TASK DIRECTIONS: Set out exactly every line of the entries below, starting at the line that holds "seed = SeedComplex::from_vertex_triples(points, faces).unwrap();" and stopping after the line that holds "let tr = seeded(8, &faces);".

++++++++++

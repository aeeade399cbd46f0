//! Output-directory precondition guard
//!
//! Runs before any operator input is accepted. The "already sealed" signal
//! is the entry count alone: a directory holding exactly three entries of
//! any name blocks the session, and every other count is accepted. A
//! directory left with one or two files by an interrupted run therefore
//! passes the guard and gets overwritten.

use std::fs;
use std::io::ErrorKind;
use std::path::Path;

use tracing::debug;

use crate::error::{SealerError, SealerResult, StorageStep};

/// Number of artifacts a sealed output directory holds
pub const EXPECTED_ARTIFACT_COUNT: usize = 3;

/// What the guard found in the output directory
#[derive(Debug, Clone, Copy, PartialEq, Eq)]
pub enum DirectoryState {
    /// The directory did not exist and has been created empty
    Created,
    /// The directory exists and sealing may proceed
    Ready { entries: usize },
    /// The directory already holds a full set of artifacts
    AlreadySealed,
}

impl DirectoryState {
    /// Whether the session may continue
    pub fn may_proceed(&self) -> bool {
        !matches!(self, Self::AlreadySealed)
    }
}

/// Check the output directory, creating it if it is missing
///
/// An existing directory is never modified.
pub fn inspect_output_dir(dir: &Path) -> SealerResult<DirectoryState> {
    let entries = match fs::read_dir(dir) {
        Ok(entries) => entries,
        Err(e) if e.kind() == ErrorKind::NotFound => {
            fs::create_dir_all(dir)
                .map_err(|e| SealerError::storage(StorageStep::CreateOutputDir, e))?;
            debug!(dir = %dir.display(), "output directory created");
            return Ok(DirectoryState::Created);
        }
        Err(e) => return Err(SealerError::storage(StorageStep::InspectOutputDir, e)),
    };

    let mut count = 0;
    for entry in entries {
        entry.map_err(|e| SealerError::storage(StorageStep::InspectOutputDir, e))?;
        count += 1;
    }

    let state = if count == EXPECTED_ARTIFACT_COUNT {
        DirectoryState::AlreadySealed
    } else {
        DirectoryState::Ready { entries: count }
    };
    debug!(dir = %dir.display(), entries = count, ?state, "output directory inspected");
    Ok(state)
}
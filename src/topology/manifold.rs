//! # PL-Manifold Validation (Topology Only)
//!
//! Combinatorial invariants certifying that a triangulated surface is a
//! closed **PL 2-manifold**, assuming the triangulation data structure is
//! structurally consistent (every side glued to a mirrored side).
//!
//! ## What is being validated
//!
//! 1. **Vertex-link condition**
//!    For every vertex `v`, the link `Lk(v)` is a circle (S¹): rotating
//!    counter-clockwise through the faces around `v` returns to the starting
//!    face after visiting every face that contains `v` exactly once. Two
//!    cones glued at a vertex (a pinch point) give a link with two cycles and
//!    fail here.
//!
//! 2. **Connectedness**
//!    The dual graph (faces joined across glued sides) is connected, so the
//!    triangulation covers one surface rather than several.
//!
//! These conditions are enforced respectively by [`validate_vertex_links`]
//! and [`validate_connectedness`].
//!
//! On a periodic quotient the link of a vertex can pass through the same
//! neighboring vertex more than once (the corner of the Bolza octagon sees
//! each side midpoint twice), so links are walked over face corners rather
//! than built as graphs on vertex keys.
//!
//! ## What is *not* checked here
//!
//! - Geometric predicates and metric properties
//! - Global topology (Euler characteristic, genus); see
//!   `topology::characteristics`
//! - TDS structural invariants (neighbor pointers, mappings)
//!
//! ## References
//!
//! - J. R. Munkres, *Elements of Algebraic Topology*, Addison–Wesley, 1984.
//!   (Chapter 9: Simplicial Manifolds and Links.)
//! - H. Edelsbrunner & J. Harer, *Computational Topology*, AMS, 2010.

use thiserror::Error;

use crate::core::{
    collections::{FaceKeySet, fast_hash_set_with_capacity},
    triangulation_data_structure::{FaceKey, Tds, VertexKey},
    util::ccw,
};

/// Errors that can occur during manifold (topology) validation.
#[derive(Clone, Debug, Error, PartialEq, Eq)]
#[non_exhaustive]
pub enum ManifoldError {
    /// The triangulation data structure is internally inconsistent.
    #[error("Inconsistent data structure: {message}")]
    InconsistentDataStructure {
        /// Description of the inconsistency.
        message: String,
    },

    /// A vertex link is not a single cycle as required for a closed PL 2-manifold.
    #[error(
        "Vertex link is not a circle: vertex {vertex_key:?} has {star_face_count} incident faces, rotation visited {link_face_count}, closed={closed}"
    )]
    VertexLinkNotManifold {
        /// The vertex whose link failed validation.
        vertex_key: VertexKey,
        /// Number of faces containing the vertex.
        star_face_count: usize,
        /// Number of faces visited by one counter-clockwise rotation.
        link_face_count: usize,
        /// Whether the rotation returned to its starting face.
        closed: bool,
    },

    /// The faces split into more than one connected component.
    #[error("Triangulation is disconnected: reached {reached} of {total} faces from the first face")]
    Disconnected {
        /// Faces reachable from the first face.
        reached: usize,
        /// Total number of faces.
        total: usize,
    },
}

/// Validates that every vertex link is a single closed cycle.
///
/// # Errors
///
/// - [`ManifoldError::VertexLinkNotManifold`] if a rotation around a vertex
///   does not close up, or closes up before visiting every incident face.
/// - [`ManifoldError::InconsistentDataStructure`] if a vertex's incident face
///   is missing.
///
/// # Examples
///
/// ```rust
/// use bolza::core::periodic_triangulation::PeriodicHyperbolicTriangulation;
/// use bolza::topology::manifold::validate_vertex_links;
///
/// let mut tr = PeriodicHyperbolicTriangulation::new();
/// tr.insert_dummy_points().unwrap();
/// assert!(validate_vertex_links(tr.tds()).is_ok());
/// ```
pub fn validate_vertex_links(tds: &Tds) -> Result<(), ManifoldError> {
    if tds.number_of_faces() == 0 {
        return Ok(());
    }

    let vertex_to_faces = tds.build_vertex_to_faces_map();

    for (vertex_key, _vertex) in tds.vertices() {
        let star_face_count = vertex_to_faces.get(&vertex_key).map_or(0, |faces| faces.len());
        validate_single_vertex_link(tds, vertex_key, star_face_count)?;
    }

    Ok(())
}

fn validate_single_vertex_link(
    tds: &Tds,
    vertex_key: VertexKey,
    star_face_count: usize,
) -> Result<(), ManifoldError> {
    let not_manifold = |link_face_count, closed| ManifoldError::VertexLinkNotManifold {
        vertex_key,
        star_face_count,
        link_face_count,
        closed,
    };

    if star_face_count == 0 {
        return Err(not_manifold(0, false));
    }

    let ring: Vec<FaceKey> = tds.faces_around_vertex(vertex_key).collect();
    let (Some(&first), Some(&last)) = (ring.first(), ring.last()) else {
        return Err(ManifoldError::InconsistentDataStructure {
            message: format!("vertex {vertex_key:?} has no usable incident face"),
        });
    };

    let closed = rotate_ccw(tds, last, vertex_key) == Some(first);

    let mut distinct: FaceKeySet = fast_hash_set_with_capacity(ring.len());
    let all_distinct = ring.iter().all(|&face| distinct.insert(face));

    if closed && all_distinct && ring.len() == star_face_count {
        Ok(())
    } else {
        Err(not_manifold(ring.len(), closed))
    }
}

/// The face after `face_key` in the counter-clockwise rotation around `vertex_key`.
fn rotate_ccw(tds: &Tds, face_key: FaceKey, vertex_key: VertexKey) -> Option<FaceKey> {
    let face = tds.get_face_by_key(face_key)?;
    let i = face.index_of(vertex_key)?;
    face.neighbor(ccw(i))
}

/// Validates that all faces form a single component under side adjacency.
///
/// # Errors
///
/// Returns [`ManifoldError::Disconnected`] with the size of the component
/// containing the first face.
///
/// # Examples
///
/// ```rust
/// use bolza::core::triangulation_data_structure::Tds;
/// use bolza::topology::manifold::validate_connectedness;
///
/// assert!(validate_connectedness(&Tds::empty()).is_ok());
/// ```
pub fn validate_connectedness(tds: &Tds) -> Result<(), ManifoldError> {
    let total = tds.number_of_faces();
    let Some((start, _)) = tds.faces().next() else {
        return Ok(());
    };

    let reached = tds.reachable_faces(start).len();
    if reached == total {
        Ok(())
    } else {
        Err(ManifoldError::Disconnected { reached, total })
    }
}

#[cfg(test)]
mod tests {
    use super::*;
    use crate::core::{
        dummy_points::SeedComplex, periodic_triangulation::PeriodicHyperbolicTriangulation,
    };

    /// Boundary of a tetrahedron over seed indices `offset..offset + 4`.
    fn tetrahedron(offset: usize) -> Vec<[usize; 3]> {
        let [a, b, c, d] = [offset, offset + 1, offset + 2, offset + 3];
        vec![[b, c, d], [a, d, c], [a, b, d], [a, c, b]]
    }

    fn seeded(points: usize, faces: &[[usize; 3]]) -> PeriodicHyperbolicTriangulation {
        let seed = SeedComplex::from_vertex_triples(points, faces).unwrap();
        let mut tr = PeriodicHyperbolicTriangulation::new();
        tr.seed_with(&seed).unwrap();
        tr
    }

    #[test]
    fn test_tetrahedron_links_are_cycles() {
        let tr = seeded(4, &tetrahedron(0));
        assert!(validate_vertex_links(tr.tds()).is_ok());
        assert!(validate_connectedness(tr.tds()).is_ok());
    }

    #[test]
    fn test_two_spheres_are_disconnected() {
        let mut faces = tetrahedron(0);
        faces.extend(tetrahedron(4));
        let tr = seeded(8, &faces);

        assert!(validate_vertex_links(tr.tds()).is_ok());
        assert_eq!(
            validate_connectedness(tr.tds()),
            Err(ManifoldError::Disconnected {
                reached: 4,
                total: 8
            })
        );
    }

    #[test]
    fn test_pinched_spheres_fail_vertex_link() {
        // Two tetrahedra sharing vertex 0 only: vertex 0's link is two circles.
        let mut faces = tetrahedron(0);
        faces.extend(
            tetrahedron(3)
                .into_iter()
                .map(|f| f.map(|v| if v == 3 { 0 } else { v })),
        );
        let tr = seeded(7, &faces);

        let err = validate_vertex_links(tr.tds()).unwrap_err();
        assert!(matches!(
            err,
            ManifoldError::VertexLinkNotManifold {
                star_face_count: 6,
                link_face_count: 3,
                closed: true,
                ..
            }
        ));
        // Faces meeting only at a vertex are not side-adjacent.
        assert!(validate_connectedness(tr.tds()).is_err());
    }
}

++++++++++

EXPECTED ANSWER:
        let seed = SeedComplex::from_vertex_triples(points, faces).unwrap();
        let mut tr = PeriodicHyperbolicTriangulation::new();
        tr.seed_with(&seed).unwrap();
        tr
    }

    #[test]
    fn test_tetrahedron_links_are_cycles() {
        let tr = seeded(4, &tetrahedron(0));
        assert!(validate_vertex_links(tr.tds()).is_ok());
        assert!(validate_connectedness(tr.tds()).is_ok());
    }

    #[test]
    fn test_two_spheres_are_disconnected() {
        let mut faces = tetrahedron(0);
        faces.extend(tetrahedron(4));
        let tr = seeded(8, &faces);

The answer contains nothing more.